I was in college during a tempestuous time period of the late 60s and early 70s.So much was going on then. 1968 was the assassination of MLK jr. The 4 day 1968 DC riots following the assassination.
RFK was assassinated a few months later. Much speculation was made about his support and dedication for civil rights leading to his death.
During the 60s and 70s, there were many interracial couples, affirmative action, openings for other races across education and jobs.
Beatles sang about a long and winding road (love relationship song), but it seems to me that it also applies to relationships between people.
Hi Susan - Great things to be reminded of. Yet for all that. So many people have an issue with these concepts.
Yes would like to move beyond race ... for all people to just accept others as human ... does he talk about ways to "renounce" race? seems so tied to identity etc.
Hi Sue - He talks about how people can renounce race. It mostly involves rejecting what he considers invalid assumptions. I mostly agree with him on this.
Remarkable commentary as always dear Brain !

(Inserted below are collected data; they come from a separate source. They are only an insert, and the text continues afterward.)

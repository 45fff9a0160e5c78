pub mod payload;
pub mod routes;

use std::sync::Arc;
use std::time::Duration;

use axum::Router;
use axum::body::Body;
use axum::extract::Request;
use axum::http::{HeaderName, HeaderValue, Method, header};
use axum::middleware::{self, Next};
use axum::response::Response;
use tower_http::cors::{AllowOrigin, CorsLayer};

use gateway_runtime::metered::TRANSACTION_HEADER;
use gateway_runtime::{Sandbox, SecretStore, ServiceCatalog, TransactionIssuer};

/// Shared state of the gateway API. Everything here is read-only while
/// requests are served.
pub struct GatewayApiState {
    pub sandbox: Sandbox,
    pub secret_store: SecretStore,
    pub catalog: Arc<ServiceCatalog>,
    pub issuer: TransactionIssuer,
    /// Client used for metered service calls.
    pub http: reqwest::Client,
    /// Redact complex secret values from every response.
    pub mask_output: bool,
}

pub fn cors_layer() -> CorsLayer {
    let origins = std::env::var("CORS_ALLOWED_ORIGINS").unwrap_or_default();
    let allow_origin = if origins == "*" || origins.is_empty() {
        AllowOrigin::any()
    } else {
        let parsed: Vec<HeaderValue> = origins
            .split(',')
            .filter_map(|s| s.trim().parse().ok())
            .collect();
        AllowOrigin::list(parsed)
    };

    CorsLayer::new()
        .allow_origin(allow_origin)
        .allow_methods([Method::GET, Method::POST, Method::OPTIONS])
        .allow_headers([header::CONTENT_TYPE, HeaderName::from_static(TRANSACTION_HEADER)])
        .max_age(Duration::from_secs(600))
}

pub const PREFLIGHT_BODY: &str = r#"{"message":"CORS preflight successful"}"#;

/// `CorsLayer` answers OPTIONS itself with an empty body; keep its headers
/// and status but give clients the JSON acknowledgement.
pub async fn preflight_body(request: Request, next: Next) -> Response {
    let is_preflight = request.method() == Method::OPTIONS;
    let response = next.run(request).await;
    if !is_preflight {
        return response;
    }

    let (mut parts, _) = response.into_parts();
    parts.headers.remove(header::CONTENT_LENGTH);
    parts.headers.insert(
        header::CONTENT_TYPE,
        HeaderValue::from_static("application/json"),
    );
    Response::from_parts(parts, Body::from(PREFLIGHT_BODY))
}

pub fn build_router(state: Arc<GatewayApiState>) -> Router {
    Router::new()
        .merge(routes::health::router())
        .merge(routes::execute::router())
        .layer(cors_layer())
        .layer(middleware::from_fn(preflight_body))
        .with_state(state)
}
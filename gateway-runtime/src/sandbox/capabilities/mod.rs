//! Capability modules granted to sandboxed scripts.
//!
//! Each module is registered under its own namespace (`console::log(..)`)
//! and is also importable by name (`import "crypto" as c`).

mod console;
mod crypto;
mod encoding;
mod html;
mod http;
mod numeric;
mod services;
pub(crate) mod system;
mod timer;

use std::future::Future;
use std::sync::{Arc, Mutex, PoisonError};

use base64::Engine as _;
use base64::engine::general_purpose::STANDARD;
use rhai::{Array, Blob, Dynamic, Engine, EvalAltResult, Map, Module, Position, Shared};
use rust_decimal::Decimal;
use rust_decimal::prelude::ToPrimitive;
use serde_json::Value;
use tokio::runtime::Handle;

use super::resolver::GatewayModuleResolver;
use super::{Budget, CapabilityProfile, RhaiResultOf};
use crate::error::GatewayError;
use crate::metered::MeteredServiceClient;
use crate::types::ConsoleOutput;

pub use console::ConsoleHandle;

// ── Engine limits ───────────────────────────────────────────────────────────

const MAX_CALL_LEVELS: usize = 64;
const MAX_EXPR_DEPTH: usize = 128;
const MAX_FN_EXPR_DEPTH: usize = 64;
const MAX_STRING_SIZE: usize = 32 * 1024 * 1024;
const MAX_ARRAY_SIZE: usize = 1_000_000;
const MAX_MAP_SIZE: usize = 100_000;
const MAX_MODULES: usize = 32;
/// Operations between deadline checks.
const PROGRESS_CHECK_INTERVAL: u64 = 64;

/// Per-execution host context shared by the capability functions.
#[derive(Debug, Clone)]
pub struct Host {
    pub budget: Budget,
    pub handle: Handle,
}

impl Host {
    /// Drive an async host operation to completion from the engine thread,
    /// bounded by what is left of the budget.
    pub(crate) fn block_on<T>(
        &self,
        fut: impl Future<Output = Result<T, GatewayError>>,
    ) -> RhaiResultOf<T> {
        let remaining = self.budget.remaining();
        match self.handle.block_on(tokio::time::timeout(remaining, fut)) {
            Ok(Ok(value)) => Ok(value),
            Ok(Err(e)) => Err(e.to_string().into()),
            Err(_) => Err(terminated()),
        }
    }
}

pub(crate) fn terminated() -> Box<EvalAltResult> {
    EvalAltResult::ErrorTerminated(Dynamic::UNIT, Position::NONE).into()
}

/// Script value as JSON. Integral decimals that fit become numbers and the
/// rest keep their exact text; blobs become base64. Values with no JSON form
/// are rendered with their display text.
pub(crate) fn to_json(value: &Dynamic) -> Value {
    let value = value.flatten_clone();

    if value.is_unit() {
        return Value::Null;
    }
    if let Ok(b) = value.as_bool() {
        return Value::Bool(b);
    }
    if let Ok(i) = value.as_int() {
        return Value::from(i);
    }
    if let Ok(f) = value.as_float() {
        return serde_json::Number::from_f64(f).map_or(Value::Null, Value::Number);
    }
    if let Ok(d) = value.as_decimal() {
        return decimal_to_json(d);
    }
    if let Ok(c) = value.as_char() {
        return Value::String(c.to_string());
    }
    if value.is_string() {
        return Value::String(value.to_string());
    }
    if let Some(blob) = value.read_lock::<Blob>() {
        return Value::String(STANDARD.encode(&*blob));
    }
    if let Some(array) = value.read_lock::<Array>() {
        return Value::Array(array.iter().map(to_json).collect());
    }
    if let Some(map) = value.read_lock::<Map>() {
        return Value::Object(
            map.iter()
                .map(|(k, v)| (k.to_string(), to_json(v)))
                .collect(),
        );
    }
    Value::String(value.to_string())
}

fn decimal_to_json(d: Decimal) -> Value {
    if d.fract().is_zero() {
        if let Some(i) = d.to_i64() {
            return Value::from(i);
        }
        if let Some(u) = d.to_u64() {
            return Value::from(u);
        }
    }
    Value::String(d.to_string())
}

pub(crate) fn from_json(value: &Value) -> RhaiResultOf<Dynamic> {
    rhai::serde::to_dynamic(value)
}

pub(crate) fn map_to_json(map: &Map) -> serde_json::Map<String, Value> {
    map.iter().map(|(k, v)| (k.to_string(), to_json(v))).collect()
}

pub(crate) fn snapshot(console: &ConsoleHandle) -> ConsoleOutput {
    console.lock().unwrap_or_else(PoisonError::into_inner).clone()
}

/// The capabilities granted to one execution. Built fresh per call and
/// consumed by the engine it configures.
pub struct CapabilityRegistry {
    profile: CapabilityProfile,
    http: reqwest::Client,
    services: Option<MeteredServiceClient>,
    console: ConsoleHandle,
}

impl std::fmt::Debug for CapabilityRegistry {
    fn fmt(&self, f: &mut std::fmt::Formatter<'_>) -> std::fmt::Result {
        f.debug_struct("CapabilityRegistry")
            .field("profile", &self.profile)
            .field("modules", &self.module_names())
            .finish_non_exhaustive()
    }
}

impl CapabilityRegistry {
    pub fn new(profile: CapabilityProfile, http: reqwest::Client) -> Self {
        Self {
            profile,
            http,
            services: None,
            console: Arc::new(Mutex::new(ConsoleOutput::default())),
        }
    }

    /// Grant the `services` module, bound to this call's authorization.
    pub fn with_services(mut self, services: MeteredServiceClient) -> Self {
        self.services = Some(services);
        self
    }

    pub fn profile(&self) -> &CapabilityProfile {
        &self.profile
    }

    /// Handle to this execution's console buffers.
    pub fn console(&self) -> ConsoleHandle {
        self.console.clone()
    }

    pub fn module_names(&self) -> Vec<&'static str> {
        let mut names = vec![
            "console", "timer", "http", "html", "buffer", "url", "decimal", "crypto",
        ];
        if self.services.is_some() {
            names.push("services");
        }
        if self.profile.fs_root().is_some() {
            names.extend(["fs", "process"]);
        }
        names
    }

    fn modules(&self, host: &Host) -> Vec<(&'static str, Module)> {
        let mut modules = vec![
            ("console", console::module(&self.console)),
            ("timer", timer::module(host.budget)),
            ("http", http::module(self.http.clone(), host.clone())),
            ("html", html::module()),
            ("buffer", encoding::buffer_module()),
            ("url", encoding::url_module()),
            ("decimal", numeric::module()),
            ("crypto", crypto::module()),
        ];
        if let Some(services) = &self.services {
            modules.push(("services", services::module(services.clone(), host.clone())));
        }
        if let Some(root) = self.profile.fs_root() {
            modules.push(("fs", system::fs_module(root.clone())));
            modules.push(("process", system::process_module(root.clone(), host.clone())));
        }
        modules
    }

    /// Configure a fresh engine exposing exactly these capabilities.
    pub(crate) fn build_engine(self, host: Host) -> Engine {
        let mut engine = Engine::new();

        engine.set_max_call_levels(MAX_CALL_LEVELS);
        engine.set_max_expr_depths(MAX_EXPR_DEPTH, MAX_FN_EXPR_DEPTH);
        engine.set_max_string_size(MAX_STRING_SIZE);
        engine.set_max_array_size(MAX_ARRAY_SIZE);
        engine.set_max_map_size(MAX_MAP_SIZE);
        engine.set_max_modules(MAX_MODULES);
        engine.disable_symbol("eval");

        let logs = self.console.clone();
        engine.on_print(move |text| console::push_log(&logs, vec![Value::String(text.into())]));
        let logs = self.console.clone();
        engine.on_debug(move |text, _source, _pos| {
            console::push_log(&logs, vec![Value::String(text.into())])
        });

        let budget = host.budget;
        engine.on_progress(move |ops| {
            if ops % PROGRESS_CHECK_INTERVAL == 0 && budget.is_exhausted() {
                Some(Dynamic::UNIT)
            } else {
                None
            }
        });

        let mut resolver = GatewayModuleResolver::new(self.profile.fs_root().cloned());
        for (name, mut module) in self.modules(&host) {
            module.build_index();
            let module: Shared<Module> = module.into();
            engine.register_static_module(name, module.clone());
            resolver.insert(name, module);
        }
        engine.set_module_resolver(resolver);

        engine
    }
}

#[cfg(test)]
mod tests {
    use super::*;
    use std::path::PathBuf;
    use std::time::Duration;

    #[test]
    fn test_module_names_follow_profile() {
        let restricted = CapabilityRegistry::new(CapabilityProfile::Restricted, reqwest::Client::new());
        let names = restricted.module_names();
        assert!(names.contains(&"crypto"));
        assert!(!names.contains(&"fs"));
        assert!(!names.contains(&"services"));

        let extended = CapabilityRegistry::new(
            CapabilityProfile::Extended {
                fs_root: PathBuf::from("/tmp"),
            },
            reqwest::Client::new(),
        );
        let names = extended.module_names();
        assert!(names.contains(&"fs"));
        assert!(names.contains(&"process"));
    }

    #[test]
    fn test_registries_do_not_share_console() {
        let a = CapabilityRegistry::new(CapabilityProfile::Restricted, reqwest::Client::new());
        let b = CapabilityRegistry::new(CapabilityProfile::Restricted, reqwest::Client::new());
        console::push_log(&a.console(), vec![Value::from("only a")]);
        assert_eq!(snapshot(&a.console()).logs.len(), 1);
        assert!(snapshot(&b.console()).logs.is_empty());
    }

    #[tokio::test(flavor = "multi_thread")]
    async fn test_block_on_respects_budget() {
        let host = Host {
            budget: Budget::start(Duration::from_millis(50)),
            handle: Handle::current(),
        };
        let terminated = tokio::task::spawn_blocking(move || {
            let result = host.block_on(async {
                tokio::time::sleep(Duration::from_secs(5)).await;
                Ok::<_, GatewayError>(())
            });
            matches!(result, Err(e) if matches!(*e, EvalAltResult::ErrorTerminated(..)))
        })
        .await
        .unwrap();

        assert!(terminated);
    }
}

i think you conveyed the message of the so beautifully here
i found this topic and read irresistibly compelling and worth ponder upon
i agree with writer that "racism " like many other issues is product of "extreme ignorance"
it is simple and easy that skin color and diversity of cultures are result of gene pool and difference between feature of planet
even people living in different rooms of same house can be different than each other in certain ways
i totally agree that idea of racism is nothing but product of ignorant and sick minds and should be erased from world like worst mistake ever
Thanks Baili. Indeed. Racial differences are genetic and superficial. As you point out, Diversity is also about a lot of things, not just race.
Racism has been one of humanities worst mistakes.